How is the size of structure 8?

2

There are 2 answers

19
AudioBubble On BEST ANSWER

Because of structure padding (aka memory alignment). The alignment has to be a power of two (C11 makes this explicit in 6.2.8p4 as stated by @KeithThompson) and because the total size of your structure is 5, the nearest multiple of 4 is 8 so it gives 8, also because the alignment has to be a power of two.

You can use #pragma pack to have the exact size.

#pragma pack(push, 1) /* set alignment to 1 byte boundary */
struct A {
    char s;
    int a;
};
#pragma pack(pop) // restore to default

Warning: #pragma pack is not in standard C, nor is the assumption that the structure requires 4-byte alignment. As @KeithThompson stated.

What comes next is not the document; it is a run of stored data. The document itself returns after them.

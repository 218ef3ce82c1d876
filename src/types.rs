use crate::error::LocsheetError;
use indexmap::IndexMap;
use serde::{Deserialize, Serialize};
use std::fmt;
use std::str::FromStr;

//==============================================================================
// Decoded Cells and Rows
//==============================================================================

/// A single decoded spreadsheet cell
#[derive(Debug, Clone, PartialEq, Default)]
pub enum CellValue {
    #[default]
    Empty,
    Text(String),
    /// Numbers, including date serials
    Number(f64),
    Bool(bool),
}

impl CellValue {
    /// Blank cells are the ones a sheet author left unset: empty, `""`, `0`, `false`.
    pub fn is_blank(&self) -> bool {
        match self {
            CellValue::Empty => true,
            CellValue::Text(s) => s.is_empty(),
            CellValue::Number(n) => *n == 0.0 || n.is_nan(),
            CellValue::Bool(b) => !b,
        }
    }

    /// Exact numeric zero. The text `"0"` does not count.
    pub fn is_zero(&self) -> bool {
        matches!(self, CellValue::Number(n) if *n == 0.0)
    }

    /// Cell rendered as text, or `None` when blank
    pub fn as_text(&self) -> Option<String> {
        if self.is_blank() {
            return None;
        }
        match self {
            CellValue::Text(s) => Some(s.clone()),
            CellValue::Number(n) => Some(format_number(*n)),
            CellValue::Bool(b) => Some(b.to_string()),
            CellValue::Empty => None,
        }
    }

    /// Cell rendered as text, with `fallback` for blank cells
    pub fn text_or(&self, fallback: &str) -> String {
        self.as_text().unwrap_or_else(|| fallback.to_string())
    }
}

impl From<&str> for CellValue {
    fn from(s: &str) -> Self {
        CellValue::Text(s.to_string())
    }
}

impl From<String> for CellValue {
    fn from(s: String) -> Self {
        CellValue::Text(s)
    }
}

impl From<f64> for CellValue {
    fn from(n: f64) -> Self {
        CellValue::Number(n)
    }
}

impl From<i64> for CellValue {
    fn from(n: i64) -> Self {
        CellValue::Number(n as f64)
    }
}

impl From<bool> for CellValue {
    fn from(b: bool) -> Self {
        CellValue::Bool(b)
    }
}

/// Integral values print without a fraction (`42`, not `42.0`)
pub fn format_number(n: f64) -> String {
    if n.fract() == 0.0 && n.abs() < 1e15 {
        format!("{}", n as i64)
    } else {
        n.to_string()
    }
}

static EMPTY_CELL: CellValue = CellValue::Empty;

/// One data row of a sheet: column header → cell, in column order.
/// Blank cells are not stored.
#[derive(Debug, Clone, PartialEq, Default)]
pub struct Row {
    cells: IndexMap<String, CellValue>,
}

impl Row {
    pub fn new() -> Self {
        Self::default()
    }

    pub fn insert(&mut self, column: impl Into<String>, value: CellValue) {
        self.cells.insert(column.into(), value);
    }

    /// Cell under `column`; missing columns read as [`CellValue::Empty`]
    pub fn get(&self, column: &str) -> &CellValue {
        self.cells.get(column).unwrap_or(&EMPTY_CELL)
    }

    pub fn contains(&self, column: &str) -> bool {
        self.cells.contains_key(column)
    }

    pub fn columns(&self) -> impl Iterator<Item = &str> {
        self.cells.keys().map(String::as_str)
    }

    pub fn len(&self) -> usize {
        self.cells.len()
    }

    pub fn is_empty(&self) -> bool {
        self.cells.is_empty()
    }
}

impl<K: Into<String>> FromIterator<(K, CellValue)> for Row {
    fn from_iter<I: IntoIterator<Item = (K, CellValue)>>(iter: I) -> Self {
        let mut row = Row::new();
        for (column, value) in iter {
            row.insert(column, value);
        }
        row
    }
}

//==============================================================================
// Conversion Options
//==============================================================================

/// Output shape to produce from a sheet
#[derive(Debug, Clone, Copy, PartialEq, Eq, Default)]
pub enum ConversionMode {
    /// Two dictionaries (`tr`, `en`) with optional link lists
    #[default]
    App,
    /// One dictionary nesting `en` and `tr`
    Backend,
}

impl ConversionMode {
    pub fn as_str(&self) -> &'static str {
        match self {
            ConversionMode::App => "app",
            ConversionMode::Backend => "backend",
        }
    }
}

impl fmt::Display for ConversionMode {
    fn fmt(&self, f: &mut fmt::Formatter<'_>) -> fmt::Result {
        f.write_str(self.as_str())
    }
}

impl FromStr for ConversionMode {
    type Err = LocsheetError;

    fn from_str(s: &str) -> Result<Self, Self::Err> {
        match s.trim().to_ascii_lowercase().as_str() {
            "app" => Ok(ConversionMode::App),
            "backend" => Ok(ConversionMode::Backend),
            _ => Err(LocsheetError::InvalidMode(s.to_string())),
        }
    }
}

/// Which worksheet of a workbook to convert
#[derive(Debug, Clone, PartialEq, Eq, Default)]
pub enum SheetSelector {
    #[default]
    First,
    /// Zero-based position
    Index(usize),
    Name(String),
}

impl SheetSelector {
    /// A name wins over a position; neither means the first sheet
    pub fn from_options(name: Option<String>, index: Option<usize>) -> Self {
        match (name, index) {
            (Some(name), _) => SheetSelector::Name(name),
            (None, Some(index)) => SheetSelector::Index(index),
            (None, None) => SheetSelector::First,
        }
    }
}

//==============================================================================
// Localization Dictionaries
//==============================================================================

/// A placeholder/URL pair attached to an entry.
///
/// The placeholder is written under the `%1$s` format token that client apps
/// substitute with the link.
#[derive(Debug, Clone, PartialEq, Eq, Serialize, Deserialize)]
pub struct Link {
    #[serde(rename = "%1$s")]
    pub placeholder: String,
    pub link: String,
}

/// Localized value for one key
#[derive(Debug, Clone, PartialEq, Eq, Serialize, Deserialize)]
pub struct Entry {
    pub default: String,
    #[serde(default, skip_serializing_if = "Option::is_none")]
    pub links: Option<Vec<Link>>,
}

impl Entry {
    pub fn plain(default: impl Into<String>) -> Self {
        Self {
            default: default.into(),
            links: None,
        }
    }

    pub fn with_link(
        default: impl Into<String>,
        placeholder: impl Into<String>,
        link: impl Into<String>,
    ) -> Self {
        Self {
            default: default.into(),
            links: Some(vec![Link {
                placeholder: placeholder.into(),
                link: link.into(),
            }]),
        }
    }
}

/// Key → entry for one language, in first-insertion order
pub type LanguageDictionary = IndexMap<String, Entry>;

/// App mode output: one dictionary per language
#[derive(Debug, Clone, PartialEq, Eq, Default, Serialize, Deserialize)]
pub struct AppDictionaries {
    pub tr: LanguageDictionary,
    pub en: LanguageDictionary,
}

/// Backend mode output, serialized as `{ "en": {...}, "tr": {...} }`
#[derive(Debug, Clone, PartialEq, Eq, Default, Serialize, Deserialize)]
pub struct CombinedDictionary {
    pub en: LanguageDictionary,
    pub tr: LanguageDictionary,
}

"The size of a type must be a multiple of its alignment, but the size needn't be a power of 2. For example, assuming 4-byte int, a structure like struct { int a, b; char d; } will likely have an alignment of 4 and a size of 12. The size is the nearest multiple of the alignment, not the nearest power of 2." - @KeithThompson

Packing is useful to decrease memory, use it when you have a structure full of integers, fixed char lengths, etc. I do not know if it's good to use with pointers but I do not see it useful when using a pointer (e.g. a void * in the struct).

Read more here

2
Chris Dargis On

This is memory alignment.

struct Yo{
    char sex;   // Takes up 1 byte + 3 for padding
    int a;      // Takes up 4 bytes
};

The three bytes between sex and a won't be used because the compiler aligns them for better performance. Thus sex ends up using 1 byte of space and the three bytes after the member variable are used as padding to ensure that int a has an address multiple of 4 (it is 4 byte aligned).